Three Days Before the Shooting . . .
Page 121
“I know,” Hickman said, “it’s sad, but life is change, so get back to the boy and the movie men. What happened after Prophet preached?”
“Here’s how it went: The next day he’s out early, shooting up the streets and talking more crap than the radio—Yao!—and stacking the deck like a riverboat gambler. And with folks even more excited by the news of his preaching they can’t wait to see samples of the shots he’d been shooting. So he takes some of the shots and joins them together then makes a deal with the Sunset’s manager to show them on the screen between the first show and the second. Then he spreads the word that for the price of the regular admission anyone can see firsthand how they’d look in the movie he’s planning.

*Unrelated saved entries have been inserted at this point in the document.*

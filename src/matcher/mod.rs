//! Matcher/rule/collector DSL (C4).
//!
//! Matchers are pure, stateless, tagged-variant predicates over an
//! [`Element`](crate::accessibility::Element) — tagged variants rather than
//! dynamic dispatch, per the design notes, so the common cases (role,
//! class, attribute equality) need no boxing. Collectors are the mutable
//! counterpart: small accumulators keyed by purpose.

mod collector;
mod rule;

pub use collector::{
    AttributeCollector, Collector, ElementCollector, FlagCollector, TextCollector,
    ValueOrDescriptionCollector,
};
pub use rule::{AttributeMapRule, Rule, RuleAction};

use std::future::Future;
use std::pin::Pin;

use crate::accessibility::{ChildRelation, Element, ElementHandle};
use crate::error::HarvesterError;

type BoxFuture<'a, T> = Pin<Box<dyn Future<Output = T> + Send + 'a>>;

/// How an attribute value should be compared to match.
#[derive(Debug, Clone)]
pub enum AttributeTest {
    EqualTo(String),
    Substring(String),
    ContainsAny(Vec<String>),
}

impl AttributeTest {
    fn matches(&self, value: &str) -> bool {
        match self {
            AttributeTest::EqualTo(expected) => value == expected,
            AttributeTest::Substring(needle) => value.contains(needle.as_str()),
            AttributeTest::ContainsAny(needles) => needles.iter().any(|n| value.contains(n.as_str())),
        }
    }
}

/// A pure, composable predicate over an accessibility element.
#[derive(Debug, Clone)]
pub enum Matcher {
    Always,
    HasRole(String),
    HasSubrole(String),
    HasAttribute(String, AttributeTest),
    /// Tests the element's accessibility *description* (its role
    /// description in platform terms) rather than a DOM attribute — the
    /// signal several per-app parsers pack a whole grammar into (e.g.
    /// WhatsApp's "table" role description, Zoom's "Video render" tiles).
    HasDescription(AttributeTest),
    HasClass(String),
    HasClassContaining(String),
    HasChild(Box<Matcher>),
    /// `maxDepth` bounds how far the descendant search may recurse.
    HasDescendant(Box<Matcher>, usize),
    Not(Box<Matcher>),
    All(Vec<Matcher>),
    Any(Vec<Matcher>),
}

impl Matcher {
    pub fn has_role(role: impl Into<String>) -> Self {
        Matcher::HasRole(role.into())
    }

    pub fn has_subrole(subrole: impl Into<String>) -> Self {
        Matcher::HasSubrole(subrole.into())
    }

    pub fn has_attribute_equal_to(name: impl Into<String>, value: impl Into<String>) -> Self {
        Matcher::HasAttribute(name.into(), AttributeTest::EqualTo(value.into()))
    }

    pub fn has_attribute_substring(name: impl Into<String>, needle: impl Into<String>) -> Self {
        Matcher::HasAttribute(name.into(), AttributeTest::Substring(needle.into()))
    }

    pub fn has_description_equal_to(value: impl Into<String>) -> Self {
        Matcher::HasDescription(AttributeTest::EqualTo(value.into()))
    }

    pub fn has_description_substring(needle: impl Into<String>) -> Self {
        Matcher::HasDescription(AttributeTest::Substring(needle.into()))
    }

    pub fn has_attribute_containing_any(
        name: impl Into<String>,
        needles: Vec<String>,
    ) -> Self {
        Matcher::HasAttribute(name.into(), AttributeTest::ContainsAny(needles))
    }

    pub fn has_class(class: impl Into<String>) -> Self {
        Matcher::HasClass(class.into())
    }

    pub fn has_class_containing(needle: impl Into<String>) -> Self {
        Matcher::HasClassContaining(needle.into())
    }

    pub fn has_child(inner: Matcher) -> Self {
        Matcher::HasChild(Box::new(inner))
    }

    pub fn has_descendant(inner: Matcher, max_depth: usize) -> Self {
        Matcher::HasDescendant(Box::new(inner), max_depth)
    }

    pub fn not(inner: Matcher) -> Self {
        Matcher::Not(Box::new(inner))
    }

    pub fn all(matchers: Vec<Matcher>) -> Self {
        Matcher::All(matchers)
    }

    pub fn any(matchers: Vec<Matcher>) -> Self {
        Matcher::Any(matchers)
    }

    /// Evaluate this matcher against `element`.
    pub fn matches<'a>(&'a self, element: &'a ElementHandle) -> BoxFuture<'a, Result<bool, HarvesterError>> {
        Box::pin(async move {
            match self {
                Matcher::Always => Ok(true),
                Matcher::HasRole(role) => {
                    Ok(element.role().await?.as_deref() == Some(role.as_str()))
                }
                Matcher::HasSubrole(subrole) => {
                    Ok(element.subrole().await?.as_deref() == Some(subrole.as_str()))
                }
                Matcher::HasAttribute(name, test) => {
                    Ok(match element.attribute(name).await? {
                        Some(value) => test.matches(&value),
                        None => false,
                    })
                }
                Matcher::HasDescription(test) => {
                    Ok(match element.description().await? {
                        Some(value) => test.matches(&value),
                        None => false,
                    })
                }
                Matcher::HasClass(class) => {
                    Ok(element.dom_class_list().await?.iter().any(|c| c == class))
                }
                Matcher::HasClassContaining(needle) => Ok(element
                    .dom_class_list()
                    .await?
                    .iter()
                    .any(|c| c.contains(needle.as_str()))),
                Matcher::HasChild(inner) => {
                    for child in element.children(ChildRelation::Children).await? {
                        if inner.matches(&child).await? {
                            return Ok(true);
                        }
                    }
                    Ok(false)
                }
                Matcher::HasDescendant(inner, max_depth) => {
                    has_descendant(inner, element, *max_depth).await
                }
                Matcher::Not(inner) => Ok(!inner.matches(element).await?),
                Matcher::All(matchers) => {
                    for m in matchers {
                        if !m.matches(element).await? {
                            return Ok(false);
                        }
                    }
                    Ok(true)
                }
                Matcher::Any(matchers) => {
                    for m in matchers {
                        if m.matches(element).await? {
                            return Ok(true);
                        }
                    }
                    Ok(false)
                }
            }
        })
    }
}

fn has_descendant<'a>(
    inner: &'a Matcher,
    element: &'a ElementHandle,
    max_depth: usize,
) -> BoxFuture<'a, Result<bool, HarvesterError>> {
    Box::pin(async move {
        if max_depth == 0 {
            return Ok(false);
        }
        for child in element.children(ChildRelation::Children).await? {
            if inner.matches(&child).await? {
                return Ok(true);
            }
            if has_descendant(inner, &child, max_depth - 1).await? {
                return Ok(true);
            }
        }
        Ok(false)
    })
}

#[cfg(test)]
mod tests {
    use super::*;
    use crate::accessibility::MockElement;

    #[tokio::test]
    async fn not_not_is_identity() {
        let el = MockElement::leaf().role("AXButton").build();
        let m = Matcher::has_role("AXButton");
        let double_not = Matcher::not(Matcher::not(m.clone()));
        assert_eq!(m.matches(&el).await.unwrap(), double_not.matches(&el).await.unwrap());
    }

    #[tokio::test]
    async fn all_of_empty_is_true() {
        let el = MockElement::leaf().build();
        assert!(Matcher::all(vec![]).matches(&el).await.unwrap());
    }

    #[tokio::test]
    async fn any_of_empty_is_false() {
        let el = MockElement::leaf().build();
        assert!(!Matcher::any(vec![]).matches(&el).await.unwrap());
    }

    #[tokio::test]
    async fn all_of_single_matches_any_of_single() {
        let el = MockElement::leaf().role("AXButton").build();
        let m = Matcher::has_role("AXButton");
        let all_result = Matcher::all(vec![m.clone()]).matches(&el).await.unwrap();
        let any_result = Matcher::any(vec![m.clone()]).matches(&el).await.unwrap();
        let direct_result = m.matches(&el).await.unwrap();
        assert_eq!(all_result, direct_result);
        assert_eq!(any_result, direct_result);
    }

    #[tokio::test]
    async fn has_description_matches_role_description() {
        let el = MockElement::leaf().description("Video render").build();
        assert!(Matcher::has_description_equal_to("Video render").matches(&el).await.unwrap());
        assert!(!Matcher::has_description_equal_to("table").matches(&el).await.unwrap());
    }

    #[tokio::test]
    async fn has_descendant_respects_max_depth() {
        let grandchild = MockElement::leaf().role("target").build();
        let child = MockElement::leaf().child(grandchild).build();
        let root = MockElement::leaf().child(child).build();

        let shallow = Matcher::has_descendant(Matcher::has_role("target"), 1);
        assert!(!shallow.matches(&root).await.unwrap());

        let deep = Matcher::has_descendant(Matcher::has_role("target"), 2);
        assert!(deep.matches(&root).await.unwrap());
    }
}
// src/cli/mod.rs
// Ambient CLI surface (§6 "EXTERNAL INTERFACES", added): manual ingest/query
// plumbing for testing and ops. Not the spec's RPC/tool endpoint (out of
// scope) — a thin command surface over the same library operations a real
// endpoint would call, grounded on the teacher's `clap`-derived `cli/mod.rs`.

pub mod serve;

use std::path::PathBuf;
use std::sync::Arc;

use clap::{Parser, Subcommand};
use tracing::info;

use crate::accessibility::MockElement;
use crate::config::{EnvConfig, SlunkConfig};
use crate::db::pool::DatabasePool;
use crate::db::search::StructuredFilter;
use crate::deadline::Deadline;
use crate::embeddings::EmbeddingClient;
use crate::hashstore::HashStore;
use crate::ingestion::IngestionPipeline;
use crate::parsers::{AppKind, ParserRegistry};
use crate::query::QueryEngine;

#[derive(Parser)]
#[command(name = "slunk")]
#[command(about = "Desktop conversation harvester: accessibility-tree parsing, dedup ingestion and hybrid search")]
#[command(version)]
pub struct Cli {
    #[command(subcommand)]
    pub command: Option<Commands>,
}

#[derive(Subcommand)]
pub enum Commands {
    /// Run the ingest-watch loop (placeholder — the window/process
    /// enumerator that would feed it live accessibility windows is an
    /// out-of-scope collaborator; this just keeps the store open and idle).
    Serve,

    /// Parse a JSON-dumped mock accessibility window through one app's
    /// parser and ingest every conversation it yields.
    Ingest {
        /// Which application grammar to parse the window with.
        #[arg(long, value_name = "APP")]
        app: String,
        /// Path to a JSON-dumped `MockElement` window.
        window: PathBuf,
        /// Workspace/account name to scope ingested rows under.
        #[arg(long, default_value = "default")]
        workspace: String,
    },

    /// Query the store.
    Query {
        #[command(subcommand)]
        action: QueryAction,
    },

    /// Evict hash-dedup partitions older than the retention window.
    HashStoreGc,
}

#[derive(Subcommand)]
pub enum QueryAction {
    /// Plain keyword search.
    Keyword {
        text: String,
        #[arg(long)]
        limit: Option<usize>,
    },
    /// Structured filter search.
    Structured {
        #[arg(long)]
        workspace: Option<String>,
        #[arg(long)]
        channel: Option<String>,
        #[arg(long)]
        sender: Option<String>,
        #[arg(long)]
        keyword: Option<String>,
        #[arg(long)]
        limit: Option<usize>,
    },
    /// Vector k-NN search.
    Semantic {
        text: String,
        #[arg(long, default_value_t = 10)]
        k: usize,
    },
    /// Hybrid (semantic + keyword) search.
    Hybrid {
        text: String,
        #[arg(long)]
        limit: Option<usize>,
    },
}

/// Resolve the database path: `SLUNK_DB_PATH`, else the file config's
/// `[database].path`, else `~/.slunk/slunk.db`.
fn resolve_db_path(env: &EnvConfig, file: &SlunkConfig) -> PathBuf {
    if let Some(path) = &env.db_path {
        return PathBuf::from(path);
    }
    if let Some(path) = &file.database.path {
        return PathBuf::from(path);
    }
    default_state_dir().join("slunk.db")
}

/// Resolve the hash-dedup store directory the same way.
fn resolve_hash_store_dir(env: &EnvConfig, file: &SlunkConfig) -> PathBuf {
    if let Some(dir) = &env.hash_store_dir {
        return PathBuf::from(dir);
    }
    if let Some(dir) = &file.hash_store.dir {
        return PathBuf::from(dir);
    }
    default_state_dir().join("hashstore")
}

fn default_state_dir() -> PathBuf {
    dirs::home_dir().unwrap_or_else(|| PathBuf::from(".")).join(".slunk")
}

fn build_embeddings(env: &EnvConfig) -> Arc<EmbeddingClient> {
    let provider_name = match env.embeddings.provider {
        crate::config::EmbeddingProviderKind::Deterministic => "deterministic",
        crate::config::EmbeddingProviderKind::Ollama => "ollama",
    };
    Arc::new(EmbeddingClient::from_provider_name(
        provider_name,
        env.embeddings.ollama_host.clone(),
        env.embeddings.ollama_model.clone(),
    ))
}

/// Dispatch a parsed [`Cli`] to its handler. The single entry point
/// `main.rs` calls after loading configuration and initializing logging.
pub async fn run(cli: Cli) -> anyhow::Result<()> {
    let env = EnvConfig::load();
    let validation = env.validate();
    for warning in &validation.warnings {
        tracing::warn!("{warning}");
    }
    if !validation.is_valid() {
        anyhow::bail!("invalid configuration:\n{}", validation.report());
    }
    let file_config = SlunkConfig::load();
    let db_path = resolve_db_path(&env, &file_config);

    match cli.command.unwrap_or(Commands::Serve) {
        Commands::Serve => run_serve(&db_path).await,
        Commands::Ingest { app, window, workspace } => {
            run_ingest(&env, &file_config, &db_path, &app, &window, &workspace).await
        }
        Commands::Query { action } => run_query(&env, &db_path, action).await,
        Commands::HashStoreGc => run_hash_store_gc(&env, &file_config),
    }
}

async fn run_serve(db_path: &std::path::Path) -> anyhow::Result<()> {
    serve::run(db_path).await
}

async fn run_ingest(
    env: &EnvConfig,
    file_config: &SlunkConfig,
    db_path: &std::path::Path,
    app: &str,
    window_path: &std::path::Path,
    workspace: &str,
) -> anyhow::Result<()> {
    let app_kind: AppKind = app
        .parse()
        .map_err(|_| anyhow::anyhow!("unrecognized app '{app}' — see AppKind for the supported list"))?;

    let raw = std::fs::read_to_string(window_path)?;
    let window = MockElement::from_json_str(&raw)?;

    let registry = ParserRegistry::new();
    let parsed = registry.parse(app_kind, &window, Deadline::never()).await?;
    for warning in &parsed.warnings {
        tracing::warn!(app = %app_kind, "{warning}");
    }

    let pool = Arc::new(DatabasePool::open(db_path).await?);
    let embeddings = build_embeddings(env);
    let hash_store = HashStore::open(resolve_hash_store_dir(env, file_config))?;
    let pipeline =
        IngestionPipeline::new(pool, embeddings).with_hash_store(Arc::new(tokio::sync::Mutex::new(hash_store)));

    let session_id = uuid::Uuid::new_v4().to_string();
    let mut total = crate::ingestion::IngestResult::default();
    for conversation in &parsed.conversations {
        let result = pipeline.ingest_conversation(&session_id, workspace, conversation).await?;
        info!(
            channel = %conversation.channel_name,
            new = result.new_messages,
            updated = result.updated_messages,
            duplicate = result.duplicate_messages,
            reactions_updated = result.reactions_updated_messages,
            "ingested conversation"
        );
        total.new_messages += result.new_messages;
        total.updated_messages += result.updated_messages;
        total.duplicate_messages += result.duplicate_messages;
        total.reactions_updated_messages += result.reactions_updated_messages;
    }
    println!(
        "conversations={} new={} updated={} duplicate={} reactions_updated={}",
        parsed.conversations.len(),
        total.new_messages,
        total.updated_messages,
        total.duplicate_messages,
        total.reactions_updated_messages
    );
    Ok(())
}

async fn run_query(env: &EnvConfig, db_path: &std::path::Path, action: QueryAction) -> anyhow::Result<()> {
    let pool = Arc::new(DatabasePool::open(db_path).await?);
    let embeddings = build_embeddings(env);
    let engine = QueryEngine::new(pool, embeddings);
    let default_limit = env.default_query_limit;

    match action {
        QueryAction::Keyword { text, limit } => {
            let hits = engine.keyword_search(&text, limit.unwrap_or(default_limit)).await?;
            for hit in hits {
                println!("{} [{}/{}] {}: {}", hit.timestamp, hit.workspace, hit.channel, hit.sender, hit.content);
            }
        }
        QueryAction::Structured { workspace, channel, sender, keyword, limit } => {
            let filter = StructuredFilter {
                workspace,
                channel,
                senders: sender.into_iter().collect(),
                keyword,
                ..Default::default()
            };
            let hits = engine.structured_search(filter, limit.unwrap_or(default_limit)).await?;
            for hit in hits {
                println!("{} [{}/{}] {}: {}", hit.timestamp, hit.workspace, hit.channel, hit.sender, hit.content);
            }
        }
        QueryAction::Semantic { text, k } => {
            let hits = engine.semantic_search(&text, k).await?;
            for hit in hits {
                println!("{:.4} {} {}: {}", hit.distance, hit.message.timestamp, hit.message.sender, hit.message.content);
            }
        }
        QueryAction::Hybrid { text, limit } => {
            let hits = engine.hybrid_search(&text, StructuredFilter::default(), limit.unwrap_or(default_limit)).await?;
            for hit in hits {
                let tag = match &hit {
                    crate::query::HybridHit::Semantic { .. } => "semantic",
                    crate::query::HybridHit::Keyword { .. } => "keyword",
                };
                let message = hit.message();
                println!("[{tag}] {} {}: {}", message.timestamp, message.sender, message.content);
            }
        }
    }
    Ok(())
}

fn run_hash_store_gc(env: &EnvConfig, file_config: &SlunkConfig) -> anyhow::Result<()> {
    let dir = resolve_hash_store_dir(env, file_config);
    let mut store = HashStore::open(&dir)?;
    store.evict_expired(chrono::Local::now())?;
    println!("hash-store at {} now holds {} entries", dir.display(), store.total_count());
    Ok(())
}
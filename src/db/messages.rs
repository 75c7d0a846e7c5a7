// src/db/messages.rs
// Relational writes/reads for `slack_messages` and `slack_reactions` (C8),
// the synchronous half of the ingestion pipeline (C9) — every function
// here runs inside `DatabasePool::run`/`run_with_retry` on the pool's
// blocking thread.

use chrono::{DateTime, Local};
use rusqlite::{Connection, OptionalExtension, params};

use crate::db::types::{IngestionLogRow, StoredMessage, StoredReaction, parse_sqlite_datetime};
use crate::error::HarvesterError;
use crate::parsers::Reaction;

/// Content-level identity lookup (§4.7 step 1): the most recently stored
/// row sharing `(workspace, channel, sender, content)`, ignoring
/// timestamp jitter between re-renders of the same message.
pub fn find_by_content_identity_sync(
    conn: &Connection,
    workspace: &str,
    channel: &str,
    sender: &str,
    canonical_content: &str,
) -> Result<Option<StoredMessage>, HarvesterError> {
    conn.query_row(
        "SELECT * FROM slack_messages
         WHERE workspace = ?1 AND channel = ?2 AND sender = ?3 AND content = ?4
         ORDER BY timestamp DESC LIMIT 1",
        params![workspace, channel, sender, canonical_content],
        StoredMessage::from_row,
    )
    .optional()
    .map_err(Into::into)
}

/// Logical-identity lookup (§4.7 step 2): the row for this exact
/// `(workspace, channel, id)`, used to detect edits (same id, new hash).
pub fn find_by_logical_id_sync(
    conn: &Connection,
    workspace: &str,
    channel: &str,
    id: &str,
) -> Result<Option<StoredMessage>, HarvesterError> {
    conn.query_row(
        "SELECT * FROM slack_messages WHERE workspace = ?1 AND channel = ?2 AND id = ?3",
        params![workspace, channel, id],
        StoredMessage::from_row,
    )
    .optional()
    .map_err(Into::into)
}

/// All reactions currently stored for `message_id`.
pub fn reactions_for_message_sync(
    conn: &Connection,
    message_id: &str,
) -> Result<Vec<StoredReaction>, HarvesterError> {
    let mut stmt =
        conn.prepare("SELECT * FROM slack_reactions WHERE message_id = ?1 ORDER BY emoji")?;
    let rows = stmt.query_map(params![message_id], StoredReaction::from_row)?;
    Ok(rows.collect::<rusqlite::Result<Vec<_>>>()?)
}

#[derive(Debug, Clone)]
pub struct NewMessage<'a> {
    pub id: &'a str,
    pub workspace: &'a str,
    pub channel: &'a str,
    pub sender: &'a str,
    pub content: &'a str,
    pub timestamp: DateTime<Local>,
    pub thread_ts: Option<&'a str>,
    pub mentions: &'a [String],
    pub attachment_names: &'a [String],
    pub content_hash: &'a str,
}

/// Insert a brand-new row with `version = 1` (§4.9 step "for NEW, insert
/// row").
pub fn insert_new_message_sync(conn: &Connection, msg: &NewMessage<'_>) -> Result<(), HarvesterError> {
    let mentions_json = serde_json::to_string(msg.mentions)?;
    let attachments_json = serde_json::to_string(msg.attachment_names)?;
    conn.execute(
        "INSERT INTO slack_messages
            (id, workspace, channel, sender, content, timestamp, thread_ts,
             mentions, attachment_names, content_hash, version)
         VALUES (?1, ?2, ?3, ?4, ?5, ?6, ?7, ?8, ?9, ?10, 1)",
        params![
            msg.id,
            msg.workspace,
            msg.channel,
            msg.sender,
            msg.content,
            msg.timestamp.to_rfc3339(),
            msg.thread_ts,
            mentions_json,
            attachments_json,
            msg.content_hash,
        ],
    )?;
    Ok(())
}

/// Apply an edit to an existing row: new content/hash, `version += 1`,
/// `edited_at`/`updated_at` bumped to now (§4.7's UPDATED case).
pub fn update_message_content_sync(
    conn: &Connection,
    workspace: &str,
    channel: &str,
    id: &str,
    content: &str,
    content_hash: &str,
) -> Result<(), HarvesterError> {
    let updated = conn.execute(
        "UPDATE slack_messages
         SET content = ?1, content_hash = ?2, version = version + 1,
             edited_at = CURRENT_TIMESTAMP, updated_at = CURRENT_TIMESTAMP
         WHERE workspace = ?3 AND channel = ?4 AND id = ?5",
        params![content, content_hash, workspace, channel, id],
    )?;
    if updated == 0 {
        return Err(HarvesterError::Malformed(format!(
            "update_message_content: no row for ({workspace}, {channel}, {id})"
        )));
    }
    Ok(())
}

/// Bump `updated_at` without touching `version` or `content` — used for
/// the REACTIONS_UPDATED path, where the message body itself hasn't
/// changed.
pub fn touch_message_sync(conn: &Connection, id: &str) -> Result<(), HarvesterError> {
    conn.execute(
        "UPDATE slack_messages SET updated_at = CURRENT_TIMESTAMP WHERE id = ?1",
        params![id],
    )?;
    Ok(())
}

/// Replace `message_id`'s reaction set: delete then insert (§4.9's
/// "clear then insert", atomic within the caller's transaction/run).
/// Idempotent per `(message_id, emoji)` per §3's invariant.
pub fn replace_reactions_sync(
    conn: &Connection,
    message_id: &str,
    reactions: &[Reaction],
) -> Result<(), HarvesterError> {
    conn.execute("DELETE FROM slack_reactions WHERE message_id = ?1", params![message_id])?;
    for reaction in reactions {
        conn.execute(
            "INSERT INTO slack_reactions (message_id, emoji, count) VALUES (?1, ?2, ?3)",
            params![message_id, reaction.emoji, reaction.count],
        )?;
    }
    Ok(())
}

/// Append (or accumulate into) the one `ingestion_log` row for this
/// `(session_id, workspace, channel)` — §4.9's end-of-conversation
/// summary write. `UPSERT`s because a single session can ingest the same
/// channel's conversation in more than one batch.
pub fn record_ingestion_session_sync(conn: &Connection, row: &IngestionLogRow) -> Result<(), HarvesterError> {
    conn.execute(
        "INSERT INTO ingestion_log
            (session_id, workspace, channel, last_message_timestamp, message_count,
             new_messages, updated_messages, duplicate_messages)
         VALUES (?1, ?2, ?3, ?4, ?5, ?6, ?7, ?8)
         ON CONFLICT(session_id, workspace, channel) DO UPDATE SET
            last_message_timestamp = excluded.last_message_timestamp,
            message_count = message_count + excluded.message_count,
            new_messages = new_messages + excluded.new_messages,
            updated_messages = updated_messages + excluded.updated_messages,
            duplicate_messages = duplicate_messages + excluded.duplicate_messages",
        params![
            row.session_id,
            row.workspace,
            row.channel,
            row.last_message_timestamp,
            row.message_count,
            row.new_messages,
            row.updated_messages,
            row.duplicate_messages,
        ],
    )?;
    Ok(())
}

/// Fetch a message by primary key, for tests and the thread-expansion
/// path that needs the parent row alongside its replies.
pub fn find_message_by_id_sync(conn: &Connection, id: &str) -> Result<Option<StoredMessage>, HarvesterError> {
    conn.query_row("SELECT * FROM slack_messages WHERE id = ?1", params![id], StoredMessage::from_row)
        .optional()
        .map_err(Into::into)
}

/// Parse an RFC 3339 timestamp the way `insert_new_message_sync` wrote
/// it, for round-tripping in tests.
pub fn parse_stored_timestamp(raw: &str) -> Result<DateTime<Local>, HarvesterError> {
    DateTime::parse_from_rfc3339(raw)
        .map(|dt| dt.with_timezone(&Local))
        .map_err(|e| HarvesterError::Malformed(e.to_string()))
        .or_else(|_| parse_sqlite_datetime(raw))
}

#[cfg(test)]
mod tests {
    use super::*;
    use chrono::TimeZone;

    fn conn() -> Connection {
        crate::db::pool::ensure_sqlite_vec_registered();
        let conn = Connection::open_in_memory().unwrap();
        crate::db::schema::run_all_migrations(&conn).unwrap();
        conn
    }

    fn ts() -> DateTime<Local> {
        Local.with_ymd_and_hms(2026, 7, 27, 12, 0, 0).unwrap()
    }

    fn sample<'a>(id: &'a str, content: &'a str, hash: &'a str) -> NewMessage<'a> {
        NewMessage {
            id,
            workspace: "Acme",
            channel: "#general",
            sender: "alice",
            content,
            timestamp: ts(),
            thread_ts: None,
            mentions: &[],
            attachment_names: &[],
            content_hash: hash,
        }
    }

    #[test]
    fn insert_then_find_by_logical_id() {
        let conn = conn();
        insert_new_message_sync(&conn, &sample("m1", "hi", "hash1")).unwrap();
        let found = find_by_logical_id_sync(&conn, "Acme", "#general", "m1").unwrap().unwrap();
        assert_eq!(found.content, "hi");
        assert_eq!(found.version, 1);
    }

    #[test]
    fn find_by_content_identity_ignores_timestamp() {
        let conn = conn();
        insert_new_message_sync(&conn, &sample("m1", "hi", "hash1")).unwrap();
        let found = find_by_content_identity_sync(&conn, "Acme", "#general", "alice", "hi").unwrap();
        assert!(found.is_some());
    }

    #[test]
    fn update_bumps_version() {
        let conn = conn();
        insert_new_message_sync(&conn, &sample("m1", "hi", "hash1")).unwrap();
        update_message_content_sync(&conn, "Acme", "#general", "m1", "hi (edited)", "hash2").unwrap();
        let found = find_by_logical_id_sync(&conn, "Acme", "#general", "m1").unwrap().unwrap();
        assert_eq!(found.version, 2);
        assert_eq!(found.content, "hi (edited)");
        assert!(found.edited_at.is_some());
    }

    #[test]
    fn replace_reactions_is_idempotent_per_emoji() {
        let conn = conn();
        insert_new_message_sync(&conn, &sample("m1", "hi", "hash1")).unwrap();
        let reactions = vec![Reaction { emoji: "👍".into(), count: 2, reactors: vec![] }];
        replace_reactions_sync(&conn, "m1", &reactions).unwrap();
        replace_reactions_sync(&conn, "m1", &reactions).unwrap();
        let stored = reactions_for_message_sync(&conn, "m1").unwrap();
        assert_eq!(stored.len(), 1);
        assert_eq!(stored[0].count, 2);
    }

    #[test]
    fn ingestion_log_accumulates_across_batches() {
        let conn = conn();
        let row = IngestionLogRow {
            session_id: "s1".into(),
            workspace: "Acme".into(),
            channel: "#general".into(),
            last_message_timestamp: Some("2026-07-27T12:00:00".into()),
            message_count: 1,
            new_messages: 1,
            updated_messages: 0,
            duplicate_messages: 0,
        };
        record_ingestion_session_sync(&conn, &row).unwrap();
        record_ingestion_session_sync(&conn, &row).unwrap();

        let total: u32 = conn
            .query_row(
                "SELECT message_count FROM ingestion_log WHERE session_id = 's1'",
                [],
                |r| r.get(0),
            )
            .unwrap();
        assert_eq!(total, 2);
    }
}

“Hickman, Prophet and his boys were working like beavers and the State Negroes were stumbling over one another to be with them. That afternoon I get to the Sunset shortly after the main movie had started but had a hell of a time finding a seat. So I’m sitting there reading the captions as I try to catch up with the action of a Western in which the hero and his sidekick shoot it out with about sixteen outlaws in a dispute over range land and water. Now it happened that the actor playing the hero was Jack Hoxie, and the one playing his sidekick was a fellow named Morman Jackson—which is important. Because Jackson was a State Negro out of Kansas who broke into the movies years before by passing for white. So unknown to white folks he’d been acting any part he could adapt to, which turned out to be everything from renegade Indians, Rebel generals, railroad detectives, outlaws, sheep herders, Tex-Mexicans, to cowboys, Chinese laundrymen, and Yankees.
“Which made him a real-life hero for State Negroes who got a kick from seeing him turn the white folks’ game against them. Put Jackson in a movie and right away they had them a plot within a plot, a double feature which they could enjoy for the price of a single admission. And underneath whatever else was happening they had them their own kind of comedy!
“Anyway, at this point when I’m watching the outlaw tiptoeing toward Hoxie and Jackson with his gun cocked and ready, all hell breaks loose in the balcony—Yao!—and years before it was invented a movie in the Sunset exploded….”
“With sound?”
“Yao, with sound! Because when a damn sign painter by the name of Tackett sees the Hoxie and Jackson characters in trouble he loses all control of his senses. Did you know Tackett?”
“Not that I remember.”
“Well, he was tall and skinny and black like me, and having a mouth full of gold he was always grinning—which ain’t like me, because my teeth are natural and I do little grinning. Anyway, when Tackett sees this outlaw slipping up on Jackson and Hoxie he’s fit to be tied. All at once he’s yelling, ‘Watch out, y’all, there’s one slipping behind you!’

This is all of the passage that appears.